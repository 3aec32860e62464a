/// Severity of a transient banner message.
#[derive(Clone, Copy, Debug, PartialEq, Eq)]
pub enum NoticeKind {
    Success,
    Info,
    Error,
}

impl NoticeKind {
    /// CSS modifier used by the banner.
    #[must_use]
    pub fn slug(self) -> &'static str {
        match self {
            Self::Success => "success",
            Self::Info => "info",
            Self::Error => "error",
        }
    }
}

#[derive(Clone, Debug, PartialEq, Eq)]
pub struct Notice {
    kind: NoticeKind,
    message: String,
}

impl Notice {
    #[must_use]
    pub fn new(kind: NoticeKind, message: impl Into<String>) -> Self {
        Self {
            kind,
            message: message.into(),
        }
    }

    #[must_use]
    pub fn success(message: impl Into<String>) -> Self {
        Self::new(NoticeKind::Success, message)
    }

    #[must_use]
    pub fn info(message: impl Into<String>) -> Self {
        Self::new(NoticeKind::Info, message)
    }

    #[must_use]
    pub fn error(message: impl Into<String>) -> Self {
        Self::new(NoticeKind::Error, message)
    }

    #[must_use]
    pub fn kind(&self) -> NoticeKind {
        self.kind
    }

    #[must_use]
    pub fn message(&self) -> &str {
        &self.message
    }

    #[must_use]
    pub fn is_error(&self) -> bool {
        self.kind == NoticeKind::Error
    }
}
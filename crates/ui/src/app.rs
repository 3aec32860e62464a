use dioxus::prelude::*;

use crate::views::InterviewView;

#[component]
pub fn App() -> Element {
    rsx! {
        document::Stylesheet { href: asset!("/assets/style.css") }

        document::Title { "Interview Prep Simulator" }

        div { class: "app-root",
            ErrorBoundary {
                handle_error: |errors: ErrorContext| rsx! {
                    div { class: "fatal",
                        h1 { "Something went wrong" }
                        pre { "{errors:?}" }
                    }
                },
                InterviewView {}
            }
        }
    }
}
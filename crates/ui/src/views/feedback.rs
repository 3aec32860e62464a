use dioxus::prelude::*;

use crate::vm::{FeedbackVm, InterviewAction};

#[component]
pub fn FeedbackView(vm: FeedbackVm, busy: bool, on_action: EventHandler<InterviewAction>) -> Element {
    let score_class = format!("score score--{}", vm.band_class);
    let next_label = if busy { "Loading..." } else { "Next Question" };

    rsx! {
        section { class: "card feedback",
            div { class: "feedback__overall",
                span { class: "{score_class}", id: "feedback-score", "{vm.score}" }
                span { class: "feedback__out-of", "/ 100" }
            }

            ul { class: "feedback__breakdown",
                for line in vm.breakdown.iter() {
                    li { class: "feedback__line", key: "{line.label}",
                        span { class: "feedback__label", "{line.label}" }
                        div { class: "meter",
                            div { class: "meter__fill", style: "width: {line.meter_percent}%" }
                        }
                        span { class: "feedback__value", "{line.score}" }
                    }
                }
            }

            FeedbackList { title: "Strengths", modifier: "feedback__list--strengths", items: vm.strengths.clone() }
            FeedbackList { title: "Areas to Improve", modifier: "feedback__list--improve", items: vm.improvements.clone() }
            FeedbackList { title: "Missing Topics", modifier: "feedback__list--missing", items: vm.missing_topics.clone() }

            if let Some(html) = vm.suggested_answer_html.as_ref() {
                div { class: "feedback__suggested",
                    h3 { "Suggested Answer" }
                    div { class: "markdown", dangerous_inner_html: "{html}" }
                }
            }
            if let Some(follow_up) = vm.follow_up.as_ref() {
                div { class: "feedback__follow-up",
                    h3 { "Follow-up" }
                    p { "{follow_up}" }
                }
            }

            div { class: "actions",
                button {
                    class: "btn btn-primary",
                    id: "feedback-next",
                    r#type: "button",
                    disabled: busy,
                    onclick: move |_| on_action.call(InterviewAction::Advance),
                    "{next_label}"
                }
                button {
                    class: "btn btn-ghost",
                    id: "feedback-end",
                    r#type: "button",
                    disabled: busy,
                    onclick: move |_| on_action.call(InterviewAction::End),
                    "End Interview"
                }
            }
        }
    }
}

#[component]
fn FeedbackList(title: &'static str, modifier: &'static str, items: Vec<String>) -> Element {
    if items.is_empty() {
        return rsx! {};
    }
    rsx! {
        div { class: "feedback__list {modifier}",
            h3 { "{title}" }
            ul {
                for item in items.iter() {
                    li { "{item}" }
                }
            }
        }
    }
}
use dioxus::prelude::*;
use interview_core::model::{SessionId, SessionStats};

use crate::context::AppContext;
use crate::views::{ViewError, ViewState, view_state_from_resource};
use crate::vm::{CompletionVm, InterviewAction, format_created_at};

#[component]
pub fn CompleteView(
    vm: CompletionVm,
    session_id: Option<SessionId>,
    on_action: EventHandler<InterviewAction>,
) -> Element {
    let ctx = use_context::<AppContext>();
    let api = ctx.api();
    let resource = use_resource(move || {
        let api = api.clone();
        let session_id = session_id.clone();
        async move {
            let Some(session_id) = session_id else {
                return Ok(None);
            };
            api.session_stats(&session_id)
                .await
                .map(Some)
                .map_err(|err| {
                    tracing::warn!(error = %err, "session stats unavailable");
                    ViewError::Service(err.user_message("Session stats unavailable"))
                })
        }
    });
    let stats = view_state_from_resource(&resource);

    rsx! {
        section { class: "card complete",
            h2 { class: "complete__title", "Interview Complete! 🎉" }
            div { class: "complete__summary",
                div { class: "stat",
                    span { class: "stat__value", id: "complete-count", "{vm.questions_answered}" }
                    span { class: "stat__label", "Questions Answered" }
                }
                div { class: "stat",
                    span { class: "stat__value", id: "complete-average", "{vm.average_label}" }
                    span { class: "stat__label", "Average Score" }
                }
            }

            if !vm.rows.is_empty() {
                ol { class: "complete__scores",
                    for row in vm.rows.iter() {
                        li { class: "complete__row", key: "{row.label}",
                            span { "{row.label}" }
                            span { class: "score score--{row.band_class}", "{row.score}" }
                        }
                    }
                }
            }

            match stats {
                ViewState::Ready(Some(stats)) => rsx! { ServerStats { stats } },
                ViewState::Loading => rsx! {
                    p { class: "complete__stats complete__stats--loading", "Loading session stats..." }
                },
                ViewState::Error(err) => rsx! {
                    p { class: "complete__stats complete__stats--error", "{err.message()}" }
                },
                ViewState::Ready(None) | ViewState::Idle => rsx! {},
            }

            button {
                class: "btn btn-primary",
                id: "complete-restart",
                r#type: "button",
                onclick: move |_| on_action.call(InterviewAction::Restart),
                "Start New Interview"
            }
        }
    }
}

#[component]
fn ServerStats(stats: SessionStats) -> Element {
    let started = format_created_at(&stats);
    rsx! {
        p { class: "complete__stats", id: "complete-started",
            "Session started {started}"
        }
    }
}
- - - - - - -
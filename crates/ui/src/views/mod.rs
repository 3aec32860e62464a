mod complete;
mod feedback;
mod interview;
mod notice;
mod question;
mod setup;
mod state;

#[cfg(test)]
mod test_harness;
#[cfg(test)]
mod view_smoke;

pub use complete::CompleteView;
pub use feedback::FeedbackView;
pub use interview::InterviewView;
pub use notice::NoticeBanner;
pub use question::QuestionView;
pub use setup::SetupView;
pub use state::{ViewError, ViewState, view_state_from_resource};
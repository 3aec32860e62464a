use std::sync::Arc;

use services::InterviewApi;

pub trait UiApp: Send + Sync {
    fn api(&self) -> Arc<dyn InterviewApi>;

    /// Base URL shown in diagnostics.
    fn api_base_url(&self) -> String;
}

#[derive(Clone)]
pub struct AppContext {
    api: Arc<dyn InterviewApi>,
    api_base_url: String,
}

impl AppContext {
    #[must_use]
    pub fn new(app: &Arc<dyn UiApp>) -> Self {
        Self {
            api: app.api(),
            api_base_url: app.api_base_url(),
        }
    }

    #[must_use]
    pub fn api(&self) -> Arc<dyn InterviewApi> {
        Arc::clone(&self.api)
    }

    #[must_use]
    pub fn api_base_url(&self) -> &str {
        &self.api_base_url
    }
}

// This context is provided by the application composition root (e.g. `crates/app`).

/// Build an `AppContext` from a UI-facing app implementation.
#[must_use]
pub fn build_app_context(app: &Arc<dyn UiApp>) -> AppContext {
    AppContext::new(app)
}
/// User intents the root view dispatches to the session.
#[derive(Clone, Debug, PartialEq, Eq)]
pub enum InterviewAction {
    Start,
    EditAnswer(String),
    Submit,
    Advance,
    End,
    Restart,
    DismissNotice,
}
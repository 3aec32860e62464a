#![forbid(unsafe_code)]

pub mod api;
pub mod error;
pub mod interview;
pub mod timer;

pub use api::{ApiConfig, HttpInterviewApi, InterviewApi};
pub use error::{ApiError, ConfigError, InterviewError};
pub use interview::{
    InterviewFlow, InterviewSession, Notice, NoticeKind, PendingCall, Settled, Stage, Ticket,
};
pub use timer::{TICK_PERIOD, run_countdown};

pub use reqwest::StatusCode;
- - - - - - -
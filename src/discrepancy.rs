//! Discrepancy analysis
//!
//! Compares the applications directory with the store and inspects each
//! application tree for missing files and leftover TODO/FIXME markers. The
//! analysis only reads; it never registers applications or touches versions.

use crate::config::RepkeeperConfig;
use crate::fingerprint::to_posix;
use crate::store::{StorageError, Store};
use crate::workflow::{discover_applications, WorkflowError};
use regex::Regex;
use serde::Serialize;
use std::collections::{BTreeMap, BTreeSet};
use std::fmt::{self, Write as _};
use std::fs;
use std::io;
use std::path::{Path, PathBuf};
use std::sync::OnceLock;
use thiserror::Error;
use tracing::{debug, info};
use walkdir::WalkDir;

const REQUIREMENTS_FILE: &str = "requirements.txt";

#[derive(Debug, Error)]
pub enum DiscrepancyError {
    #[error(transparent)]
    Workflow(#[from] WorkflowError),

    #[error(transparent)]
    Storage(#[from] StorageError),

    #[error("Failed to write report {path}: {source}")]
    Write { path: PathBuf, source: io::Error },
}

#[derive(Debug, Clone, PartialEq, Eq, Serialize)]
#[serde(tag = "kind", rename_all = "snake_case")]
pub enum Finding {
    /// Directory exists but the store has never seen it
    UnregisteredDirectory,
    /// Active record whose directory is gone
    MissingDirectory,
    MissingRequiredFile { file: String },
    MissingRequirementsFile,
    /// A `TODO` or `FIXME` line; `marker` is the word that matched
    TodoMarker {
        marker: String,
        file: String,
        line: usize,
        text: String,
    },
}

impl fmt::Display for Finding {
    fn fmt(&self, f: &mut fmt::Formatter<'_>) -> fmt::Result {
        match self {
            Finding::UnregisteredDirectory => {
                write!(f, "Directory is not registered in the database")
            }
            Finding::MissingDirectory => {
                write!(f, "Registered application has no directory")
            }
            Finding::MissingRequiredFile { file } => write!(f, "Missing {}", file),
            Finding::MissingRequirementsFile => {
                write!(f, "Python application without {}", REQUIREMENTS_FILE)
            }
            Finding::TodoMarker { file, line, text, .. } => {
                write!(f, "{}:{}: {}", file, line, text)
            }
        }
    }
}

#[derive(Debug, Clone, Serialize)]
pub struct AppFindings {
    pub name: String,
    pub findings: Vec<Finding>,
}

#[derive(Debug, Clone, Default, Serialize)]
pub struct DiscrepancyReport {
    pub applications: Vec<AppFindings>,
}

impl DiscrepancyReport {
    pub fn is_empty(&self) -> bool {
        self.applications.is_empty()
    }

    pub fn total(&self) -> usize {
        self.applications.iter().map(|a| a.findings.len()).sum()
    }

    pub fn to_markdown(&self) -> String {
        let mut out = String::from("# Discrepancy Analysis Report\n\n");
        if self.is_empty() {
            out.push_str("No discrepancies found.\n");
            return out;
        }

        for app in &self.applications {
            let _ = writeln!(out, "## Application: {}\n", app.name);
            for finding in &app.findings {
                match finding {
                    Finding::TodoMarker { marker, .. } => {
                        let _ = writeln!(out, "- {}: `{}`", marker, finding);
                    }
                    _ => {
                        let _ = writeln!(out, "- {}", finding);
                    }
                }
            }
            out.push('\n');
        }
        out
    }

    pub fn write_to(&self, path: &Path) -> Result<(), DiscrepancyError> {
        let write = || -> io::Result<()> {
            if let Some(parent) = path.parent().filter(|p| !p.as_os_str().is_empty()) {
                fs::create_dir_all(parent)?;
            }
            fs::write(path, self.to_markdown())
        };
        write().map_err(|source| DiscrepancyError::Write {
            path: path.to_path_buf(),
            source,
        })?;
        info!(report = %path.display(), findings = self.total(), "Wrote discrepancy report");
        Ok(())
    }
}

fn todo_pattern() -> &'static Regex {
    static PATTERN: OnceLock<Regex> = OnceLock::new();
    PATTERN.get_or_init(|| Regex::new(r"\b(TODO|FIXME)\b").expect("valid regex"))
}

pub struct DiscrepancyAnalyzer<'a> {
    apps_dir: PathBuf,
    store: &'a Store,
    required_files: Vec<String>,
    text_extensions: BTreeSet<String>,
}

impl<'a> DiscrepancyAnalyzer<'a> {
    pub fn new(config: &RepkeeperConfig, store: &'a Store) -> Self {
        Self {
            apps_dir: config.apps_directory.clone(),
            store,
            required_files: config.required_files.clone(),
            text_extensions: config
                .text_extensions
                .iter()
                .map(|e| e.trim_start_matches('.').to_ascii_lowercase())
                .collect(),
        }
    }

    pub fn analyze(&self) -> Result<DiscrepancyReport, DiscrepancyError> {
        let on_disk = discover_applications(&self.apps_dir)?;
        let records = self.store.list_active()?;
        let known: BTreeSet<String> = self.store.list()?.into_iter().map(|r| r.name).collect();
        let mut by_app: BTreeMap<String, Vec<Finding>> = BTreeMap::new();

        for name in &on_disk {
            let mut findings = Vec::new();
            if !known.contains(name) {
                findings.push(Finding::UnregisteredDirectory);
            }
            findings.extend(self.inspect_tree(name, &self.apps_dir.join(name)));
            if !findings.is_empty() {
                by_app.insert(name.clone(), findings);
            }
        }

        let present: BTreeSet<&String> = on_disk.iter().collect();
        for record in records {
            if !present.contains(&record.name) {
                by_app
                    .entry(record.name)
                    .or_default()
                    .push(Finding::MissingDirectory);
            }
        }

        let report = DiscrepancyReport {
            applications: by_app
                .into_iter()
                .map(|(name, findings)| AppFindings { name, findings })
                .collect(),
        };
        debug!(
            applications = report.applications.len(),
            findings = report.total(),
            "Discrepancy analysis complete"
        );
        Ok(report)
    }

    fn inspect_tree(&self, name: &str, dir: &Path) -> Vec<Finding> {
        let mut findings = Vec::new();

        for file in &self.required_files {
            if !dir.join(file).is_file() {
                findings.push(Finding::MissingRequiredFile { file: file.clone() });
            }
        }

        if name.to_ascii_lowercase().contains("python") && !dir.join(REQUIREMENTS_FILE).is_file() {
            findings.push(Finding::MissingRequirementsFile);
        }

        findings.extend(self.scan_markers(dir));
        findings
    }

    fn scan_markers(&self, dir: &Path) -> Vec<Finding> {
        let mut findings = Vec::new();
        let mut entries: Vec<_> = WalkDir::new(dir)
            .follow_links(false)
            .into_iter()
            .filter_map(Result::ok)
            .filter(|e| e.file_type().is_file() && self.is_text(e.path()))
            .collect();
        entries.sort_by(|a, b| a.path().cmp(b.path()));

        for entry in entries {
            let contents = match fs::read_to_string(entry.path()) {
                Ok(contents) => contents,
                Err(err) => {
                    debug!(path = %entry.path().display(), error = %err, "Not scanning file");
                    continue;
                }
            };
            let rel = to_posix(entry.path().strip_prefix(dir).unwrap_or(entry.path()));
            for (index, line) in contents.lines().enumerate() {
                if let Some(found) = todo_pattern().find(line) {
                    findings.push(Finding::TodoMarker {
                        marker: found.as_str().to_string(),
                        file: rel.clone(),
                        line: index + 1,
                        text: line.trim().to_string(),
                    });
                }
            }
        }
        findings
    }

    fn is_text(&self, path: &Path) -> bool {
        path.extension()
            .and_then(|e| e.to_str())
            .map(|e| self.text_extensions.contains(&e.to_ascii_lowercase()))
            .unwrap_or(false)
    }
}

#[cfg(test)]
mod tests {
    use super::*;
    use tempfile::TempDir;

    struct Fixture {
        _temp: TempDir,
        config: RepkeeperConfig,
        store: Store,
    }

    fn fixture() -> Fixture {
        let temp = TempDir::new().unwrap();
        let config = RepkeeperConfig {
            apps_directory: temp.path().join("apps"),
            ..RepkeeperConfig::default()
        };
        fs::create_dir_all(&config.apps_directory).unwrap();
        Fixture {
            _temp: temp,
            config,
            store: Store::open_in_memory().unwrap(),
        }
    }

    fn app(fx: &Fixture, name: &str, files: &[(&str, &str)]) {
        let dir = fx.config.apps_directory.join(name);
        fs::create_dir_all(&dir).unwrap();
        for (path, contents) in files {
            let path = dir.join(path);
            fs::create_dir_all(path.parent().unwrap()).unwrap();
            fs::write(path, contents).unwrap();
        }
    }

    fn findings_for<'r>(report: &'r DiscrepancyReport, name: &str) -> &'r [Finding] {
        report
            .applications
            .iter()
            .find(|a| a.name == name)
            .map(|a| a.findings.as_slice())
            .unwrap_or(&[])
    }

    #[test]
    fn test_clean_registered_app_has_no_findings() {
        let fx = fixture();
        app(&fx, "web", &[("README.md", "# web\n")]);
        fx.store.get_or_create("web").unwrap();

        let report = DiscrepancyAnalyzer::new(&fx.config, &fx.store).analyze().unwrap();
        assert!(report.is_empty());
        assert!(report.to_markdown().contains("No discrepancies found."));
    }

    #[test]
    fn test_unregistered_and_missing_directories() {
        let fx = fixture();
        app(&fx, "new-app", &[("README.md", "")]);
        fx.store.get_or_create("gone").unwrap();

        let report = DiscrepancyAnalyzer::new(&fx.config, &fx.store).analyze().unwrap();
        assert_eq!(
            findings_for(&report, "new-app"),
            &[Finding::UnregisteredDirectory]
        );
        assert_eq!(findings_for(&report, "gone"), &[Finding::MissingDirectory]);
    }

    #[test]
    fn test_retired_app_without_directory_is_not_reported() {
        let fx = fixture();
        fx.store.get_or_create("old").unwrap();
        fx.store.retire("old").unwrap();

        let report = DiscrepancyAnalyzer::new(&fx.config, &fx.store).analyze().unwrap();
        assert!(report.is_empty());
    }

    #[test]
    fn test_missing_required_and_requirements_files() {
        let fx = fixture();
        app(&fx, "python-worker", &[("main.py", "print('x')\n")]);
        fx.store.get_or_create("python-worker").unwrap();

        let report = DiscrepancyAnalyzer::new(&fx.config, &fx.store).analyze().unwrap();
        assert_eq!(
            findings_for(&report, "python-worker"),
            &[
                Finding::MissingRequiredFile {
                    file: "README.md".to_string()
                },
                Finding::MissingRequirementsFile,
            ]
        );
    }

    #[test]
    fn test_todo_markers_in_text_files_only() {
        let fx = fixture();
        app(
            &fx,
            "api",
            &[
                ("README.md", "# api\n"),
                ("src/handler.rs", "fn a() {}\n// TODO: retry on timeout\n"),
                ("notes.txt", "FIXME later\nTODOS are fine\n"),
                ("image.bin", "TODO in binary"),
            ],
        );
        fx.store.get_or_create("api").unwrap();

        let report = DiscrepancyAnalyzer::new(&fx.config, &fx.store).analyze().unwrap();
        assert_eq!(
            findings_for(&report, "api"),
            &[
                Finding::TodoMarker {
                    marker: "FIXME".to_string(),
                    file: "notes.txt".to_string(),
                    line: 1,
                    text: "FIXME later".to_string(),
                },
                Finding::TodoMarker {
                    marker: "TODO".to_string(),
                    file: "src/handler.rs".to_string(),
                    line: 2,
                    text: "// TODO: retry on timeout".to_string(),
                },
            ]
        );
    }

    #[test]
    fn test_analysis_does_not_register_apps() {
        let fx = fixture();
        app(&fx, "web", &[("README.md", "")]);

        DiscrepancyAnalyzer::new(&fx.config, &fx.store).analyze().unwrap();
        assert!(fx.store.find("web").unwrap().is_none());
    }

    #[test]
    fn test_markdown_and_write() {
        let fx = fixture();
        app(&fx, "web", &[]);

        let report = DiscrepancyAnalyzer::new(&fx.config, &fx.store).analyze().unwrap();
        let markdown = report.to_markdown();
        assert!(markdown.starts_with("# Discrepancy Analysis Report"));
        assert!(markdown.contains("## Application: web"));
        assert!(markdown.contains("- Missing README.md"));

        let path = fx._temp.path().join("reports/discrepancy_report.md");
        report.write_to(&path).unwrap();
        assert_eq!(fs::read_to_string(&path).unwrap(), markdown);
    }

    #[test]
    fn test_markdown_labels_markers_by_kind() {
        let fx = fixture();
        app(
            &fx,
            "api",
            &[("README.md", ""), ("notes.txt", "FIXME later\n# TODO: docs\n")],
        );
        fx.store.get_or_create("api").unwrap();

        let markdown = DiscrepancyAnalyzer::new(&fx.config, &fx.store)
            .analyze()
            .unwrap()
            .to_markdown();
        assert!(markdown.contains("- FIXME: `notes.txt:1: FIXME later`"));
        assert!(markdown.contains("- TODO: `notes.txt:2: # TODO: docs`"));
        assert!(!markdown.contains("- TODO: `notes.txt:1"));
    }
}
- - - - - - -
● **Aim of the exercise**
Scan the material above. Copy each line where "UnregisteredDirectory" occurs.

● **Exercise answer**
    UnregisteredDirectory,
            Finding::UnregisteredDirectory => {
                findings.push(Finding::UnregisteredDirectory);
            &[Finding::UnregisteredDirectory]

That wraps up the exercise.